• WHAT TO DO:
Could you restate, word for word, the line that has "let reach = self.jitter_minutes.max(1)" and all lines following it through the end of the entries below?

_ _ _

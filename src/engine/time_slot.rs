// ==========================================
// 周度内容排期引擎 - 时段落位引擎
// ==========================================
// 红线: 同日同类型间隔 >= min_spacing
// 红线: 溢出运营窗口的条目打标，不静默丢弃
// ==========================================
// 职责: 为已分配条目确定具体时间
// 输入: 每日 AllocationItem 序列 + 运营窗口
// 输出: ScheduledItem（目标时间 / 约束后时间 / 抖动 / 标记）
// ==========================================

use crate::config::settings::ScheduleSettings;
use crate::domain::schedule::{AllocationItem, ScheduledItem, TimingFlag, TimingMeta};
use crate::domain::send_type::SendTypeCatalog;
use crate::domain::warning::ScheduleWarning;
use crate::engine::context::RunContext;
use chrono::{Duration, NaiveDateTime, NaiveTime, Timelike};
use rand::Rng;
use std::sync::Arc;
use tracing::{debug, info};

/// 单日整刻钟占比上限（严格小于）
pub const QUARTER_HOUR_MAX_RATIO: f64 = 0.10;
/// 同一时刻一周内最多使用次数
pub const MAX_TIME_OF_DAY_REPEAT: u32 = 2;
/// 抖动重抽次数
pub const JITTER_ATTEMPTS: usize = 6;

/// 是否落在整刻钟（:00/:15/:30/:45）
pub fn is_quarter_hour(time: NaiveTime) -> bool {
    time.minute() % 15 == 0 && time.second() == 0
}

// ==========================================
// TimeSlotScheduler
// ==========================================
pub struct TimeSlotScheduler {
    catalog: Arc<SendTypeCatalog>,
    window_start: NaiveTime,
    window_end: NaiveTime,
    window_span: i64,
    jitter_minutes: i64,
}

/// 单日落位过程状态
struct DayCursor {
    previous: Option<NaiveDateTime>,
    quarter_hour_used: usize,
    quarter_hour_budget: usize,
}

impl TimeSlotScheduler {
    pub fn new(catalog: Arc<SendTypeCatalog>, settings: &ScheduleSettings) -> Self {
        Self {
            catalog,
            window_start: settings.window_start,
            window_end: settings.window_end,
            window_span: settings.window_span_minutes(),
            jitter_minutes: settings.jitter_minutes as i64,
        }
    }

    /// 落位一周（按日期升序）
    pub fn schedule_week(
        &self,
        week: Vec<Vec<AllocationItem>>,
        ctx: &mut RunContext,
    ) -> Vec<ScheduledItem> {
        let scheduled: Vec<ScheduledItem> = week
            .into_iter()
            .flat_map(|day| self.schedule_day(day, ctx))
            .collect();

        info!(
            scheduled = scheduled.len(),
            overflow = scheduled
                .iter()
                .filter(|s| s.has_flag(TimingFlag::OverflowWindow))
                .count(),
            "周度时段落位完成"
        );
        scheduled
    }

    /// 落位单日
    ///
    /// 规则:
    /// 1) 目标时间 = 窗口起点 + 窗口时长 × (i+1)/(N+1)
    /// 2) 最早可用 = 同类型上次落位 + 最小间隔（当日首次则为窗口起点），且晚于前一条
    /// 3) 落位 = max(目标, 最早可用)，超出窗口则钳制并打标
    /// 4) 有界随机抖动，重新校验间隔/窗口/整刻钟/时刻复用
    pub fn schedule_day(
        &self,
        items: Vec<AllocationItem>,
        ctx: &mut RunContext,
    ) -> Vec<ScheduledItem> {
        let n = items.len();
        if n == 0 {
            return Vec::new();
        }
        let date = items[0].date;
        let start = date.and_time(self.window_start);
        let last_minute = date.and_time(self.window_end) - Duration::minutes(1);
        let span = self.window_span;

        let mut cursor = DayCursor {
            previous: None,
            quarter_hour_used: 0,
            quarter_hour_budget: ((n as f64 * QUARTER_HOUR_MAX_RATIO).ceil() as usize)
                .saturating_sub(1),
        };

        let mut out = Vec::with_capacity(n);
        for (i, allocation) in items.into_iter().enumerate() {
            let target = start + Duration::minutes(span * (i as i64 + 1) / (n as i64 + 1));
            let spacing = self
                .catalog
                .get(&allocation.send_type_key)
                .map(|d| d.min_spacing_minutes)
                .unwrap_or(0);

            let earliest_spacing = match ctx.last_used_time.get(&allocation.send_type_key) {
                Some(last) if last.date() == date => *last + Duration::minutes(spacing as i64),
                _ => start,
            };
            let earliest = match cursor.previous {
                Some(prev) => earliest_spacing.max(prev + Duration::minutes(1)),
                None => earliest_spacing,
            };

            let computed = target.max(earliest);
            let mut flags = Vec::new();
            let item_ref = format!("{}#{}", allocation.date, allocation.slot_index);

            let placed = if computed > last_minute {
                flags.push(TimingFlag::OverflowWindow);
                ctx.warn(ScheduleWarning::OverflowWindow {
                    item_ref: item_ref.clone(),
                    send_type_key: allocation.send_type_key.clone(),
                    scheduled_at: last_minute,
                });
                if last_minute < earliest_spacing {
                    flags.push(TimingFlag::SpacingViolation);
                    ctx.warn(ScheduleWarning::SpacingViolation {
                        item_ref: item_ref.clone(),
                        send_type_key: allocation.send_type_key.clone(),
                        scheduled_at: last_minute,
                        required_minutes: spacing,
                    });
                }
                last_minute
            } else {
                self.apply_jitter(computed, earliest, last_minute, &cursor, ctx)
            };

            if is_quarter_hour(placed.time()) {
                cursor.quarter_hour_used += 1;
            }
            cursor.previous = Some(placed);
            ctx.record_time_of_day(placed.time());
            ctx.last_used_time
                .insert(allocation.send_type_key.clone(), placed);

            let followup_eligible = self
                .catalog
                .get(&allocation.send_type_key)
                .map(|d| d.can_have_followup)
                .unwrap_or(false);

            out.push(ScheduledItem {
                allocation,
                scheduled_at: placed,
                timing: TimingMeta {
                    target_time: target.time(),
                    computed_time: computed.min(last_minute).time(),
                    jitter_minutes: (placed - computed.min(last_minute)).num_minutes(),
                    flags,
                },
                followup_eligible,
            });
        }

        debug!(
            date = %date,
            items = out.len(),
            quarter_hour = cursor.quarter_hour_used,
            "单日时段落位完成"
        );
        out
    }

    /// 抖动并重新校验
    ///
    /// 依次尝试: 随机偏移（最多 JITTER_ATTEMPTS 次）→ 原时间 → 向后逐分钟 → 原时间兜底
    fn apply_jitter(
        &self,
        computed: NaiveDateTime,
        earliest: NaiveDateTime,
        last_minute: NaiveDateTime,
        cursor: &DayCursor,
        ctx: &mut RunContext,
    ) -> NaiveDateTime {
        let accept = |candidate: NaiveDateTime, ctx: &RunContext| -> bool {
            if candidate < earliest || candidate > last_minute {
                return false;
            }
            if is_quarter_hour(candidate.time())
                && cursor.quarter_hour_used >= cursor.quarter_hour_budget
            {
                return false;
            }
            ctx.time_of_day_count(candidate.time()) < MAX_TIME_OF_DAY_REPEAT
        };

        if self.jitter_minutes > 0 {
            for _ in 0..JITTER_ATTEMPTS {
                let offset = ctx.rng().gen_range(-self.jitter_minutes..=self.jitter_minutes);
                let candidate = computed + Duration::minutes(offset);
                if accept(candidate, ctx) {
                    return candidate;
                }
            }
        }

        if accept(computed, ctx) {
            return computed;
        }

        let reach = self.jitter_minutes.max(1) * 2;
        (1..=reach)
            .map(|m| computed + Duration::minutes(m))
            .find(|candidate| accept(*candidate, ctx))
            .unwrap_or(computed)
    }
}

_ _ _

• THE COMPLETED TASK:
        let reach = self.jitter_minutes.max(1) * 2;
        (1..=reach)
            .map(|m| computed + Duration::minutes(m))
            .find(|candidate| accept(*candidate, ctx))
            .unwrap_or(computed)
    }
}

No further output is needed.